Last month, Chinese celebrity chef Wang Gang faced wrath from some quarters when he shared an egg fried rice recipe video. The dish, when made by Mao Anying, an officer in China’s People’s Liberation Army during the Korean War in 1950, sent smoke into the air and gave away his position to enemy jets. Since then, some Chinese nationalists consider any mention of the dish in the month of November insulting.

While Wang vowed never to cook fried rice again, Cesari was unfazed. He even claimed to be working on bringing back a traditional Neapolitan pizza recipe from the 1800s, one that used clams.

These are not one-off instances of food being divisive. Filipino spaghetti is a prime example.

Ranked as one of the worst dishes in the world by TasteAtlas, an online catalogue of more than 10,000 foods and drinks, the red sauce dish is quintessential at birthday parties across the Philippines. The sweet and creamy spaghetti comes with cut-up hot dogs and a few spoonfuls of banana ketchup.

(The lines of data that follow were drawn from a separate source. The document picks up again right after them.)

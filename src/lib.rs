//! Stationeers Map Data.
//!
//! Erzeugt aus den Welt-Dateien von Stationeers die Kartendaten für das
//! Web-Frontend: Regionen als TopoJSON (mining, poi, names), Startpunkte
//! und eine Terrain-Vorschau.

pub mod options;
pub mod output;
pub mod runner;
pub mod terrain;
pub mod world;
pub mod xml;

pub use options::{BuilderOptions, WorldEntry};
pub use output::WorldOutput;
pub use runner::{report_outcomes, run_worlds, WorldOutcome};
pub use world::{build_world, build_world_output, LayerKind, WorldReport, WorldSettings};
pub use xml::{parse_world_document, WorldDocument};
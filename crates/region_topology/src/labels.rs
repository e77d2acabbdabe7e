//! Label-Raster aus einem Farbbild.
//!
//! Jede im Bild vorkommende Farbe bekommt ein Label `1..=K`
//! (sortiert nach `(R, G, B)`), `0` ist für "keine Farbe" reserviert.
//! Farben müssen exakt passen, es gibt keine Toleranz.

use anyhow::{Result, ensure};
use image::RgbImage;
use std::collections::HashMap;

use crate::palette::Rgb;

/// Label → Originalfarbe.
#[derive(Debug, Clone, Default, PartialEq, Eq)]
pub struct LabelColors {
    /// `colors[label - 1]`
    colors: Vec<Rgb>,
}

impl LabelColors {
    /// Farbe zu einem Label (`None` für 0 oder unbekannte Labels).
    pub fn get(&self, label: u32) -> Option<Rgb> {
        let index = (label as usize).checked_sub(1)?;
        self.colors.get(index).copied()
    }

    /// Anzahl vergebener Labels (`K`).
    pub fn len(&self) -> usize {
        self.colors.len()
    }

    pub fn is_empty(&self) -> bool {
        self.colors.is_empty()
    }

    /// Iteriert `(label, farbe)` in Label-Reihenfolge.
    pub fn iter(&self) -> impl Iterator<Item = (u32, Rgb)> + '_ {
        self.colors
            .iter()
            .enumerate()
            .map(|(i, &color)| (i as u32 + 1, color))
    }
}

/// Integer-Raster mit einem Label pro Pixel, zeilenweise gespeichert.
#[derive(Debug, Clone)]
pub struct LabelRaster {
    width: u32,
    height: u32,
    labels: Vec<u32>,
    colors: LabelColors,
}

impl LabelRaster {
    /// Zählt die Farben des Bildes und vergibt die Labels.
    ///
    /// # Fehler
    /// Leeres Bild (Breite oder Höhe 0).
    pub fn from_image(image: &RgbImage) -> Result<Self> {
        let (width, height) = image.dimensions();
        ensure!(
            width > 0 && height > 0,
            "Leeres Regions-Raster ({}x{})",
            width,
            height
        );

        let mut colors: Vec<Rgb> = image.pixels().map(|p| p.0).collect();
        colors.sort_unstable();
        colors.dedup();

        let index: HashMap<Rgb, u32> = colors
            .iter()
            .enumerate()
            .map(|(i, &color)| (color, i as u32 + 1))
            .collect();

        // Jeder Pixel trifft genau eine der gerade gezählten Farben
        let labels: Vec<u32> = image
            .pixels()
            .map(|p| index.get(&p.0).copied().unwrap_or(0))
            .collect();

        log::debug!(
            "Label-Raster {}x{}: {} Farben",
            width,
            height,
            colors.len()
        );

        Ok(Self {
            width,
            height,
            labels,
            colors: LabelColors { colors },
        })
    }

    pub fn width(&self) -> u32 {
        self.width
    }

    pub fn height(&self) -> u32 {
        self.height
    }

    /// Label an Pixel `(x, y)`. Kein Bounds-Check über die Rasterbreite hinaus.
    pub fn get(&self, x: u32, y: u32) -> u32 {
        self.labels[y as usize * self.width as usize + x as usize]
    }

    /// Label an `(x, y)` oder `None` außerhalb des Rasters.
    pub fn get_checked(&self, x: i64, y: i64) -> Option<u32> {
        if x < 0 || y < 0 || x >= self.width as i64 || y >= self.height as i64 {
            return None;
        }
        Some(self.get(x as u32, y as u32))
    }

    /// Alle Labels zeilenweise.
    pub fn labels(&self) -> &[u32] {
        &self.labels
    }

    pub fn colors(&self) -> &LabelColors {
        &self.colors
    }

    /// Gibt das Raster frei und behält nur die Label → Farbe Zuordnung.
    pub fn into_colors(self) -> LabelColors {
        self.colors
    }
}
//! Aufbau der Kartendaten einer Welt.
//!
//! Verbindet Welt-XML, Regions-Texturen und die Regionen-Pipeline
//! zu einem [`WorldOutput`].

use anyhow::{anyhow, Context, Result};
use image::RgbImage;
use indexmap::IndexMap;
use region_topology::{build_world_regions, normalize_names, LayerSource, Topology};
use std::path::{Path, PathBuf};

use crate::options::{BuilderOptions, WorldEntry};
use crate::output::WorldOutput;
use crate::terrain;
use crate::xml::{parse_world_document, RegionSet, StartLocation, WorldDocument};

/// Die drei Regions-Layer einer Welt.
#[derive(Debug, Clone, Copy, PartialEq, Eq, Hash)]
pub enum LayerKind {
    Mining,
    Poi,
    Names,
}

impl LayerKind {
    /// Alle Layer in Ausgabe-Reihenfolge.
    pub const ALL: [LayerKind; 3] = [LayerKind::Mining, LayerKind::Poi, LayerKind::Names];

    /// Name des Layers in der Ausgabe.
    pub fn name(self) -> &'static str {
        match self {
            LayerKind::Mining => "mining",
            LayerKind::Poi => "poi",
            LayerKind::Names => "names",
        }
    }

    /// Ordnet ein `RegionSet` über seine Id einem Layer zu.
    ///
    /// Prüft in der Reihenfolge `mining`, `poi`, `named` (ohne Groß-/Kleinschreibung).
    pub fn classify(region_set_id: &str) -> Option<Self> {
        let id = region_set_id.to_lowercase();
        if id.contains("mining") {
            Some(LayerKind::Mining)
        } else if id.contains("poi") {
            Some(LayerKind::Poi)
        } else if id.contains("named") {
            Some(LayerKind::Names)
        } else {
            None
        }
    }
}

/// Einstellungen für den Aufbau einer Welt.
#[derive(Debug, Clone, Copy, PartialEq)]
pub struct WorldSettings {
    /// Snapping-Toleranz der Topologie im Einheitsquadrat
    pub tolerance: f64,
    /// Flächen ohne Katalog-Farbe im Mining-Layer behalten
    pub retain_unmatched_mining: bool,
}

impl Default for WorldSettings {
    fn default() -> Self {
        Self {
            tolerance: region_topology::DEFAULT_TOLERANCE,
            retain_unmatched_mining: true,
        }
    }
}

impl From<&BuilderOptions> for WorldSettings {
    fn from(options: &BuilderOptions) -> Self {
        Self {
            tolerance: options.topology_tolerance,
            retain_unmatched_mining: options.retain_unmatched_mining,
        }
    }
}

/// Wählt pro Layer das `RegionSet` mit Textur.
///
/// Bei mehreren passenden Sets gewinnt das letzte im Dokument.
///
/// # Fehler
/// Ein Layer hat kein passendes `RegionSet`.
pub fn select_layers(document: &WorldDocument) -> Result<IndexMap<LayerKind, &RegionSet>> {
    let mut found: IndexMap<LayerKind, &RegionSet> = IndexMap::new();
    for set in &document.region_sets {
        if set.texture_path.is_none() {
            log::debug!("RegionSet '{}' ohne Texture übersprungen", set.id);
            continue;
        }
        match LayerKind::classify(&set.id) {
            Some(kind) => {
                found.insert(kind, set);
            }
            None => log::debug!("RegionSet '{}' keinem Layer zugeordnet", set.id),
        }
    }

    LayerKind::ALL
        .iter()
        .map(|&kind| {
            let set = found.get(&kind).copied().ok_or_else(|| {
                anyhow!(
                    "Kein RegionSet mit Texture für Layer '{}' in der Welt-XML",
                    kind.name()
                )
            })?;
            Ok((kind, set))
        })
        .collect()
}

/// Startpunkte mit normalisierten Namen in Dokument-Reihenfolge.
///
/// Doppelte Namen: der spätere Wert gewinnt, die Position des ersten bleibt.
pub fn start_locations(locations: &[StartLocation]) -> IndexMap<String, [f64; 2]> {
    let ids: Vec<&str> = locations.iter().map(|l| l.id.as_str()).collect();
    normalize_names(&ids)
        .into_iter()
        .zip(locations)
        .map(|(name, location)| (name, [location.x, location.y]))
        .collect()
}

/// Baut die Kartendaten aus einem geparsten Dokument.
///
/// `load_texture` bekommt den `Texture Path` aus der XML und liefert das Raster.
pub fn build_world_output(
    document: &WorldDocument,
    settings: &WorldSettings,
    load_texture: impl Fn(&str) -> Result<RgbImage>,
) -> Result<WorldOutput> {
    let layers = select_layers(document)?;

    let mut sources = Vec::with_capacity(layers.len());
    for (&kind, set) in &layers {
        let path = set.texture_path.as_deref().unwrap_or_default();
        let image = load_texture(path)
            .with_context(|| format!("Textur für Layer '{}' ({})", kind.name(), path))?;
        sources.push(LayerSource {
            name: kind.name().to_string(),
            image,
            regions: set.regions.clone(),
            retain_unmatched: kind == LayerKind::Mining && settings.retain_unmatched_mining,
        });
    }

    let mut topologies = build_world_regions(sources, settings.tolerance)?.into_layer_topologies();
    let mut take = |kind: LayerKind| -> Result<Topology> {
        topologies
            .shift_remove(kind.name())
            .ok_or_else(|| anyhow!("Topologie für Layer '{}' fehlt", kind.name()))
    };

    Ok(WorldOutput {
        start_locations: start_locations(&document.start_locations),
        mining: take(LayerKind::Mining)?,
        poi: take(LayerKind::Poi)?,
        names: take(LayerKind::Names)?,
    })
}

/// Geschriebene Dateien einer Welt.
#[derive(Debug, Clone, PartialEq)]
pub struct WorldReport {
    pub name: String,
    pub json_path: PathBuf,
    pub terrain_path: Option<PathBuf>,
    pub start_location_count: usize,
    /// Features pro Layer (mining, poi, names)
    pub feature_counts: [usize; 3],
}

/// Verzeichnis, gegen das Textur-Pfade aufgelöst werden (drei Ebenen über der XML).
pub fn asset_root(xml_path: &Path) -> Result<PathBuf> {
    xml_path
        .ancestors()
        .nth(3)
        .map(Path::to_path_buf)
        .ok_or_else(|| anyhow!("Kein Asset-Verzeichnis über {}", xml_path.display()))
}

/// Liest eine Welt von der Platte und schreibt JSON (und Terrain).
pub fn build_world(
    entry: &WorldEntry,
    base_dir: &Path,
    options: &BuilderOptions,
    pretty: bool,
) -> Result<WorldReport> {
    let xml_path = base_dir.join(&entry.dir).join(&entry.xml);
    log::info!("Welt '{}': lese {}", entry.name, xml_path.display());

    let content = std::fs::read_to_string(&xml_path)
        .with_context(|| format!("Welt-XML nicht lesbar: {}", xml_path.display()))?;
    let document = parse_world_document(&content)
        .with_context(|| format!("Welt-XML fehlerhaft: {}", xml_path.display()))?;
    let root = asset_root(&xml_path)?;

    let terrain_path = if options.write_terrain {
        let normal = document.normal_map_path.as_deref().ok_or_else(|| {
            anyhow!("Kein Normal Path unter MaterialSettings/Macro in der Welt-XML")
        })?;
        let normal = entry.rewrite_normal_path(normal);
        let target = options
            .output_dir
            .join(format!("{}_terrain.webp", entry.output_stem()));
        terrain::write_terrain(&root.join(&normal), &target, options.terrain_downscale)?;
        Some(target)
    } else {
        None
    };

    let output = build_world_output(&document, &WorldSettings::from(options), |path| {
        let full = root.join(path);
        let image = image::open(&full)
            .with_context(|| format!("Bild nicht lesbar: {}", full.display()))?;
        Ok(image.to_rgb8())
    })
    .with_context(|| format!("Welt '{}'", entry.name))?;

    let json_path = options
        .output_dir
        .join(format!("{}.json", entry.output_stem()));
    output.write_json(&json_path, pretty)?;

    Ok(WorldReport {
        name: entry.name.clone(),
        json_path,
        terrain_path,
        start_location_count: output.start_locations.len(),
        feature_counts: output.feature_counts(),
    })
}

#[cfg(test)]
mod tests {
    use super::*;

    fn set(id: &str, texture: Option<&str>) -> RegionSet {
        RegionSet {
            id: id.to_string(),
            texture_path: texture.map(str::to_string),
            regions: Vec::new(),
        }
    }

    #[test]
    fn test_classify() {
        assert_eq!(LayerKind::classify("MarsMiningRegions"), Some(LayerKind::Mining));
        assert_eq!(LayerKind::classify("EuropaPOI"), Some(LayerKind::Poi));
        assert_eq!(LayerKind::classify("LunarNamedRegions"), Some(LayerKind::Names));
        // mining hat Vorrang
        assert_eq!(LayerKind::classify("MiningPoiNamed"), Some(LayerKind::Mining));
        assert_eq!(LayerKind::classify("Biomes"), None);
    }

    #[test]
    fn test_select_layers_last_wins_and_needs_texture() {
        let document = WorldDocument {
            region_sets: vec![
                set("MiningOld", Some("old.png")),
                set("PoiRegions", Some("poi.png")),
                set("NamedRegions", Some("names.png")),
                set("MiningNew", Some("new.png")),
                set("MiningNoTexture", None),
            ],
            ..Default::default()
        };
        let layers = select_layers(&document).unwrap();
        let order: Vec<LayerKind> = layers.keys().copied().collect();
        assert_eq!(order, LayerKind::ALL.to_vec());
        assert_eq!(layers[&LayerKind::Mining].id, "MiningNew");
    }

    #[test]
    fn test_select_layers_missing_layer() {
        let document = WorldDocument {
            region_sets: vec![set("MiningRegions", Some("m.png")), set("PoiRegions", None)],
            ..Default::default()
        };
        let err = select_layers(&document).unwrap_err();
        assert!(err.to_string().contains("'poi'"));
    }

    #[test]
    fn test_start_locations_normalized() {
        let locations = vec![
            StartLocation {
                id: "MarsSpawnCraterVesper".into(),
                x: 1.0,
                y: 2.0,
            },
            StartLocation {
                id: "MarsSpawnGulletValley".into(),
                x: 3.0,
                y: 4.0,
            },
        ];
        let map = start_locations(&locations);
        let names: Vec<&str> = map.keys().map(String::as_str).collect();
        assert_eq!(names, vec!["Crater Vesper", "Gullet Valley"]);
        assert_eq!(map["Gullet Valley"], [3.0, 4.0]);
    }

    #[test]
    fn test_start_locations_duplicate_keeps_first_position() {
        let locations = vec![
            StartLocation {
                id: "SpawnA".into(),
                x: 1.0,
                y: 1.0,
            },
            StartLocation {
                id: "SpawnB".into(),
                x: 2.0,
                y: 2.0,
            },
            StartLocation {
                id: "SpawnA".into(),
                x: 3.0,
                y: 3.0,
            },
        ];
        let map = start_locations(&locations);
        assert_eq!(map.len(), 2);
        assert_eq!(map.get_index(0), Some((&"A".to_string(), &[3.0, 3.0])));
    }

    #[test]
    fn test_asset_root() {
        let root = asset_root(Path::new("/games/Worlds/Mars2/Mars2.xml")).unwrap();
        assert_eq!(root, PathBuf::from("/games"));
        assert!(asset_root(Path::new("Mars2.xml")).is_err());
    }
}
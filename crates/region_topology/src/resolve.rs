//! Zuordnung vektorisierter Flächen zu benannten Regionen.

use anyhow::{Result, anyhow};

use crate::geometry::Geometry;
use crate::labels::LabelColors;
use crate::palette::{PaletteTable, Rgb, color_hex};
use crate::vectorize::RawFeature;

/// Feature mit Name und Farbe.
#[derive(Debug, Clone, PartialEq)]
pub struct ResolvedFeature {
    /// Label aus dem Label-Raster
    pub label: u32,
    /// Anzeigename (`None` für beibehaltene Flächen ohne Katalog-Eintrag)
    pub name: Option<String>,
    /// Originalfarbe des Labels
    pub color: Rgb,
    /// Farbe als `#rrggbb`
    pub color_hex: String,
    pub geometry: Geometry,
}

/// Alle Features eines Regions-Layers.
#[derive(Debug, Clone, PartialEq)]
pub struct RegionLayer {
    /// Layer-Name (`mining`, `poi`, `names`)
    pub name: String,
    pub features: Vec<ResolvedFeature>,
}

/// Ordnet Features über ihre Label-Farbe dem Regions-Katalog zu.
///
/// Features ohne Katalog-Eintrag werden verworfen, außer `retain_unmatched`
/// ist gesetzt. Leere Geometrien werden immer verworfen.
/// Die Reihenfolge der Eingabe bleibt erhalten.
pub fn resolve_features(
    features: Vec<RawFeature>,
    colors: &LabelColors,
    palette: &PaletteTable,
    retain_unmatched: bool,
) -> Result<Vec<ResolvedFeature>> {
    let mut resolved = Vec::with_capacity(features.len());
    let mut dropped = 0usize;

    for feature in features {
        let color = colors
            .get(feature.label)
            .ok_or_else(|| anyhow!("Label {} hat keine Farbe", feature.label))?;

        if feature.geometry.is_empty() {
            log::warn!(
                "Label {} ({}) ohne Geometrie übersprungen",
                feature.label,
                color_hex(color)
            );
            continue;
        }

        let name = palette.name_for(color).map(str::to_string);
        if name.is_none() && !retain_unmatched {
            dropped += 1;
            continue;
        }

        resolved.push(ResolvedFeature {
            label: feature.label,
            name,
            color,
            color_hex: color_hex(color),
            geometry: feature.geometry,
        });
    }

    log::debug!(
        "{} Features zugeordnet, {} ohne Katalog-Eintrag verworfen",
        resolved.len(),
        dropped
    );

    Ok(resolved)
}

The dish is so popular in its home country that a number of social media users came to its defence, with one even labelling the catalogue “Tasteless Atlas”.

Elsewhere, foodies have locked horns over coffee infused with olive oil, British-Chinese cuisine and insects as protein in recent years, while coriander, liquorice and Marmite have divided the culinary world for decades on end. Stateside, even hummus has its haters.

Closer to home, and following from a piece on gold-infused daal at Indian chef Ranveer Brar’s Dubai restaurant KashKan, I dabbled in a debate with a fellow Indian colleague who believes adding the precious metal to daal – a humble staple or “farmer’s food”, as she calls it – is akin to culinary blasphemy.

It helps that the 24k gold-infused bowl is priced at a relatively affordable Dh58 ($15), but her point is that gold and daal in the same sentence borders on the oxymoronic.

Brar’s rationale is that gold and lentils are symbolic of both India and the UAE and, as such, his dish “transcends borders and amalgamates the richness of Indian cuisine with the vibrancy of Dubai”.

Whichever way your tastes buds might swing, it is undeniable that a passion for food can manifest in ways both complimentary and critical. Perhaps as food academic Alberto Grandi noted, it might be time to eschew gastronationalism – the use of food as a rigid symbol of national identity – and instead respect all culinary spin-offs, traditional or modern.